***** Records supplied *****
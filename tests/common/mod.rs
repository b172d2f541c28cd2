// SPDX-License-Identifier: MIT
// Copyright 2026 Roland Dreier <roland@kernel.org>

//! Shared test doubles: an in-memory backend and a recording toast
//! channel for driving the activities controller without a server.

use std::sync::atomic::{AtomicBool, AtomicUsize, Ordering};
use std::sync::{Arc, Mutex};

use activity_feed::error::{AppError, Result};
use activity_feed::models::{Activity, ActivityType, Filters};
use activity_feed::notify::Notifier;
use activity_feed::services::{ActivitiesApi, ActivityPageQuery};

/// Backend state shared between a test and the controller under test.
#[derive(Default)]
pub struct FakeBackend {
    pub types: Mutex<Vec<ActivityType>>,
    pub page: Mutex<Vec<Activity>>,
    pub count: AtomicUsize,
    pub fail_types: AtomicBool,
    pub fail_list: AtomicBool,
    pub list_calls: AtomicUsize,
    pub count_calls: AtomicUsize,
    pub last_query: Mutex<Option<ActivityPageQuery>>,
}

/// Cloneable handle implementing the backend seam.
#[derive(Clone, Default)]
pub struct FakeApi(pub Arc<FakeBackend>);

impl ActivitiesApi for FakeApi {
    async fn activity_types(&self) -> Result<Vec<ActivityType>> {
        if self.0.fail_types.load(Ordering::SeqCst) {
            return Err(AppError::Api("HTTP 502: bad gateway".to_string()));
        }
        Ok(self.0.types.lock().unwrap().clone())
    }

    async fn user_activities_page(&self, query: ActivityPageQuery) -> Result<Vec<Activity>> {
        self.0.list_calls.fetch_add(1, Ordering::SeqCst);
        *self.0.last_query.lock().unwrap() = Some(query);
        if self.0.fail_list.load(Ordering::SeqCst) {
            return Err(AppError::Api("HTTP 500: boom".to_string()));
        }
        Ok(self.0.page.lock().unwrap().clone())
    }

    async fn user_activities_count(&self, _user_id: u64, _filters: &Filters) -> Result<u64> {
        self.0.count_calls.fetch_add(1, Ordering::SeqCst);
        Ok(self.0.count.load(Ordering::SeqCst) as u64)
    }
}

/// Toast channel that records every error message it receives.
#[derive(Clone, Default)]
pub struct RecordingNotifier(Arc<Mutex<Vec<String>>>);

impl RecordingNotifier {
    pub fn messages(&self) -> Vec<String> {
        self.0.lock().unwrap().clone()
    }
}

impl Notifier for RecordingNotifier {
    fn error(&self, message: &str) {
        self.0.lock().unwrap().push(message.to_string());
    }
}

/// Minimal activity record as the backend would serialize it.
pub fn activity(id: u64, name: &str) -> Activity {
    serde_json::from_value(serde_json::json!({
        "id": id,
        "name": name,
        "type": "cycling",
        "start_time": "2026-08-01T06:30:00Z",
        "distance": 1000.0
    }))
    .unwrap()
}
// SPDX-License-Identifier: MIT
// Copyright 2026 Roland Dreier <roland@kernel.org>

//! Read-only accessor for per-activity AI insights.
//!
//! Deliberately thin: no local state, no caching, and unlike the
//! activities controller it does not convert failures into toasts.
//! Errors propagate to the caller, who decides how to surface them.

use crate::error::Result;
use crate::models::ActivityAiInsight;
use crate::services::ApiClient;

/// Accessor for AI-generated activity insights.
#[derive(Clone)]
pub struct AiInsightsService {
    client: ApiClient,
}

impl AiInsightsService {
    pub fn new(client: ApiClient) -> Self {
        Self { client }
    }

    /// Fetch all insights generated for one activity.
    pub async fn insights_for_activity(&self, activity_id: u64) -> Result<Vec<ActivityAiInsight>> {
        self.client.activity_ai_insights(activity_id).await
    }

    /// Look up a single insight by its own id.
    pub async fn insight_by_id(&self, insight_id: u64) -> Result<Option<ActivityAiInsight>> {
        self.client.activity_ai_insight_by_id(insight_id).await
    }
}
*****
Work instructions → The answer must be every line of the listing that holds the word "state".

Result for this exercise →
/// Backend state shared between a test and the controller under test.
//! Deliberately thin: no local state, no caching, and unlike the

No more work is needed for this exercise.